Similarly, the Internet of Things (IoT) has contributed to revolutionizing volcanology. GE partnered with Qwake, Libelium and the Nicaraguan Government to bring a volcano’s data online and attempt to better predict its deadly and random activity. Sensors, installed inside craters, allow experts to access information collected in real time about temperature, humidity and atmospheric pressure. Calorie and gas detectors measure changes in the magma and rate of flow and seismographs measure vibrations. Geophysical and geochemical techniques help predict volcanic eruptions and avoid major disasters. The cost and difficulty to maintain instrumentation in volcanic environments is tremendous. Sensors need to be encapsulated and hermetically sealed to protect them from high temperatures (up to a thousand degrees!). They need to have low consumption and long-range capabilities with month-long batteries. Head over to GE’s Digital Volcano’s site to find out more. Not only does it tell a great story, in addition the images are just stupendous!

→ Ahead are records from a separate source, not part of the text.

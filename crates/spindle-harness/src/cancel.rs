// SPDX-License-Identifier: MIT OR Apache-2.0
//! Cooperative cancellation.

use std::sync::Arc;
use std::sync::atomic::{AtomicBool, Ordering};
use tokio::sync::Notify;

/// A cloneable, cheaply-shareable token used to signal cancellation.
///
/// All clones share the same underlying state; cancelling one immediately
/// makes every clone observe `is_cancelled() == true`. The runner polls it
/// at turn boundaries.
#[derive(Clone)]
pub struct CancellationToken {
    inner: Arc<TokenInner>,
}

struct TokenInner {
    cancelled: AtomicBool,
    notify: Notify,
}

impl CancellationToken {
    /// Create a new token that is **not** cancelled.
    #[must_use]
    pub fn new() -> Self {
        Self {
            inner: Arc::new(TokenInner {
                cancelled: AtomicBool::new(false),
                notify: Notify::new(),
            }),
        }
    }

    /// Signal cancellation. Idempotent — calling more than once is harmless.
    pub fn cancel(&self) {
        self.inner.cancelled.store(true, Ordering::SeqCst);
        self.inner.notify.notify_waiters();
    }

    /// Returns `true` if [`cancel`](Self::cancel) has been called.
    #[must_use]
    pub fn is_cancelled(&self) -> bool {
        self.inner.cancelled.load(Ordering::SeqCst)
    }

    /// Returns a future that completes when the token is cancelled.
    ///
    /// If the token is already cancelled the future resolves immediately.
    pub async fn cancelled(&self) {
        if self.is_cancelled() {
            return;
        }
        loop {
            self.inner.notify.notified().await;
            if self.is_cancelled() {
                return;
            }
        }
    }
}

impl Default for CancellationToken {
    fn default() -> Self {
        Self::new()
    }
}

impl std::fmt::Debug for CancellationToken {
    fn fmt(&self, f: &mut std::fmt::Formatter<'_>) -> std::fmt::Result {
        f.debug_struct("CancellationToken")
            .field("cancelled", &self.is_cancelled())
            .finish()
    }
}

#[cfg(test)]
mod tests {
    use super::*;

    #[test]
    fn token_starts_not_cancelled() {
        assert!(!CancellationToken::new().is_cancelled());
    }

    #[test]
    fn clone_shares_state() {
        let a = CancellationToken::new();
        let b = a.clone();
        a.cancel();
        assert!(b.is_cancelled());
    }

    #[test]
    fn multiple_cancels_are_idempotent() {
        let token = CancellationToken::new();
        token.cancel();
        token.cancel();
        assert!(token.is_cancelled());
    }

    #[tokio::test]
    async fn cancelled_future_resolves() {
        let token = CancellationToken::new();
        let waiter = token.clone();
        let handle = tokio::spawn(async move { waiter.cancelled().await });
        token.cancel();
        handle.await.unwrap();
    }

    #[tokio::test]
    async fn already_cancelled_resolves_immediately() {
        let token = CancellationToken::new();
        token.cancel();
        token.cancelled().await;
    }
}
// SPDX-License-Identifier: MIT OR Apache-2.0
//! The runner's transcript-side stream sink.

use spindle_provider::StreamSink;
use std::io::Write;
use std::path::PathBuf;
use std::sync::Mutex;

/// Appends raw stream event payloads to `<thread_dir>/stream.jsonl` as
/// they arrive, so an in-flight response survives a crash.
///
/// Non-blocking by contract: writes are line-buffered appends and failures
/// are swallowed after a warning — a sink must never back-pressure the
/// HTTP read.
pub struct RawStreamLog {
    path: PathBuf,
    file: Mutex<Option<std::fs::File>>,
}

impl std::fmt::Debug for RawStreamLog {
    fn fmt(&self, f: &mut std::fmt::Formatter<'_>) -> std::fmt::Result {
        f.debug_struct("RawStreamLog").field("path", &self.path).finish()
    }
}

impl RawStreamLog {
    /// Create a log under the thread directory.
    #[must_use]
    pub fn new(thread_dir: impl Into<PathBuf>) -> Self {
        Self {
            path: thread_dir.into().join("stream.jsonl"),
            file: Mutex::new(None),
        }
    }

    /// The log file path.
    #[must_use]
    pub fn path(&self) -> &std::path::Path {
        &self.path
    }
}

impl StreamSink for RawStreamLog {
    fn push(&self, chunk: &str) {
        let mut guard = self.file.lock().expect("stream log lock poisoned");
        if guard.is_none() {
            *guard = std::fs::OpenOptions::new()
                .create(true)
                .append(true)
                .open(&self.path)
                .ok();
        }
        if let Some(file) = guard.as_mut() {
            if writeln!(file, "{chunk}").is_err() {
                tracing::warn!(target: "spindle.runner", path = %self.path.display(), "stream log write failed");
                *guard = None;
            }
        }
    }
}
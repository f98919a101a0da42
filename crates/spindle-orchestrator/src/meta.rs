// SPDX-License-Identifier: MIT OR Apache-2.0
//! Signed `thread.json` metadata snapshots.
//!
//! The snapshot carries resolved limits (including depth) and effective
//! capabilities so child threads can look up parent context from the
//! filesystem. The signature protects those fields: it is embedded as a
//! `_signature` field computed over the canonical JSON without it.

use serde_json::{Map, Value};
use spindle_artifact::ArtifactSigner;
use std::path::{Path, PathBuf};

fn meta_path(project_root: &Path, thread_id: &str) -> PathBuf {
    project_root
        .join(".ai")
        .join("agent")
        .join("threads")
        .join(thread_id)
        .join("thread.json")
}

fn canonical_without_signature(meta: &Map<String, Value>) -> String {
    let mut clean = meta.clone();
    clean.remove("_signature");
    // BTreeMap keys give a deterministic canonical form.
    let ordered: std::collections::BTreeMap<&String, &Value> = clean.iter().collect();
    serde_json::to_string(&ordered).expect("meta is always serialisable")
}

/// Write a thread's metadata snapshot atomically, signed.
///
/// # Errors
///
/// I/O failures.
pub fn write_thread_meta(
    project_root: &Path,
    thread_id: &str,
    mut meta: Map<String, Value>,
    signer: &ArtifactSigner,
) -> std::io::Result<PathBuf> {
    let path = meta_path(project_root, thread_id);
    if let Some(parent) = path.parent() {
        std::fs::create_dir_all(parent)?;
    }

    let canonical = canonical_without_signature(&meta);
    let header = signer.sign_body(&canonical);
    meta.insert("_signature".to_string(), Value::String(header.render()));

    let json = serde_json::to_string_pretty(&Value::Object(meta))
        .expect("meta is always serialisable");
    let tmp = path.with_extension("json.tmp");
    std::fs::write(&tmp, json)?;
    std::fs::rename(&tmp, &path)?;
    Ok(path)
}

/// Read a thread's metadata snapshot. Returns `None` when absent or
/// unparseable.
#[must_use]
pub fn read_thread_meta(project_root: &Path, thread_id: &str) -> Option<Map<String, Value>> {
    let path = meta_path(project_root, thread_id);
    let text = std::fs::read_to_string(path).ok()?;
    match serde_json::from_str::<Value>(&text).ok()? {
        Value::Object(map) => Some(map),
        _ => None,
    }
}

/// Verify a snapshot's embedded signature against a trust store.
///
/// # Errors
///
/// [`spindle_artifact::IntegrityError`] when the signature is missing,
/// malformed, or does not verify.
pub fn verify_thread_meta(
    meta: &Map<String, Value>,
    trust: &spindle_artifact::TrustStore,
) -> Result<(), spindle_artifact::IntegrityError> {
    let header_line = meta
        .get("_signature")
        .and_then(Value::as_str)
        .ok_or(spindle_artifact::IntegrityError::MissingHeader)?;
    let header = spindle_artifact::SignatureHeader::parse(header_line)?;
    let canonical = canonical_without_signature(meta);
    trust.verify(&header, &canonical).map(|_| ())
}

#[cfg(test)]
mod tests {
    use super::*;
    use serde_json::json;
    use spindle_artifact::TrustStore;
    use tempfile::TempDir;

    fn meta_fixture() -> Map<String, Value> {
        let Value::Object(map) = json!({
            "thread_id": "d/d-1",
            "directive": "d",
            "status": "running",
            "limits": {"turns": 10.0, "depth": 4.0},
            "capabilities": ["spindle.execute.tool.fs.*"],
        }) else {
            unreachable!()
        };
        map
    }

    #[test]
    fn write_read_verify_roundtrip() {
        let dir = TempDir::new().unwrap();
        let signer = ArtifactSigner::generate();
        let mut trust = TrustStore::new();
        trust.insert(signer.verifying_key());

        write_thread_meta(dir.path(), "d/d-1", meta_fixture(), &signer).unwrap();
        let read = read_thread_meta(dir.path(), "d/d-1").unwrap();
        assert_eq!(read["directive"], "d");
        verify_thread_meta(&read, &trust).unwrap();
    }

    #[test]
    fn tampered_meta_fails_verification() {
        let dir = TempDir::new().unwrap();
        let signer = ArtifactSigner::generate();
        let mut trust = TrustStore::new();
        trust.insert(signer.verifying_key());

        write_thread_meta(dir.path(), "d/d-2", meta_fixture(), &signer).unwrap();
        let mut read = read_thread_meta(dir.path(), "d/d-2").unwrap();
        read.insert(
            "capabilities".to_string(),
            json!(["spindle.*"]),
        );
        assert!(verify_thread_meta(&read, &trust).is_err());
    }

    #[test]
    fn missing_meta_reads_none() {
        let dir = TempDir::new().unwrap();
        assert!(read_thread_meta(dir.path(), "nope").is_none());
    }
}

Another interesting community IoT project is a flood sensor network developed by AB Open in the region of Calderdale in West Yorkshire. The region has been affected by severe and consistent flooding in the last few years which led AB Open to build IoT gateways using LoRaWAN and open source software to measure rising water levels and provide early warnings of incoming flood conditions and key insights to help prevent flooding in the future. The project relies on the local community whereby people can have a sensor installed if they live by the river and become a flood watcher. Other water levels such as groundwater levels can also be monitored in such flood watch application.
Photo @ Chris Gallagher - Unsplash
These new, efficient warning systems are using a combination of IoT sensor technologies; ultrasonic level sensors, infrasound sensors, pressure transducers, radar level sensors, atmospheric pressure, calorie and gas detectors, etc. These sensors and new low powered telecommunication networks are becoming more affordable, more robust and more reliable. Combined with trustworthy, long life batteries that can withstand extreme conditions, they are enabling non-governmental organizations and private owners to contribute actively to the safety plan by installing measurement and alert systems in their homes.
As natural disasters are likely to become more frequent and more deadly, IoT technologies will help prevent natural catastrophes arriving as a bolt from the blue, thus saving lives and protecting local communities from economic disaster.